Bastos argumenta, por exemplo, que a Evali não é causada necessariamente por cigarros eletrônicos, mas pelo fato de que os usuários adulteraram as misturas colocadas nos vaporizadores, ocasionando a complicação.

Essa prática, segundo ela, reforça a necessidade de necessidade de regularizar o equipamento no Brasil de modo a evitar situações como essas.

A Philip Morris afirma que seu produto consiste em tabaco aquecido e que “todos os documentos apresentados ao órgão regulador demonstram a diferença entre esse dispositivo e os cigarros eletrônicos comercializados ilegalmente no Brasil”. Por meio de sua assessoria de imprensa, a companhia diz ainda que a ausência de combustão e de fumaça reduz em até 95% a quantidade de compostos tóxicos na comparação com o cigarro comum.
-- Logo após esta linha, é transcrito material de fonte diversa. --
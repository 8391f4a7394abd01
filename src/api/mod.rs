//! HTTP API module for the payroll engine.
//!
//! This module exposes payroll creation, date generation, versioning,
//! consultant assignment and calendar adjustment over REST.

mod handlers;
mod request;
mod response;
mod state;

pub use handlers::{ACTOR_HEADER, create_router};
pub use request::{
    ActivateDueRequest, ActivateVersionsRequest, AdjustDateQuery, AssignConsultantRequest,
    CommitAssignmentsRequest, CreateVersionRequest, FallBackRequest, GenerateDatesRequest,
    SimpleVersionRequest, UpdateNotesRequest,
};
pub use response::{ApiError, ApiErrorResponse};
pub use state::AppState;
Já a JIT (Japan Tobacco Internacional) diz que a proibição no Brasil vai na contramão do que ocorre no mundo e contribui para crescimento do contrabando e do comércio ilegal. “Vale lembrar que hoje o uso desses produtos já é corrente —e crescente, abastecido por produtos de origem 100% ilegal, sem qualquer controle sanitário. Também a regulamentação vigente não tem se mostrado efetiva, visto que não há fiscalização que consiga coibir a comercialização e o uso desses produtos”, afirma.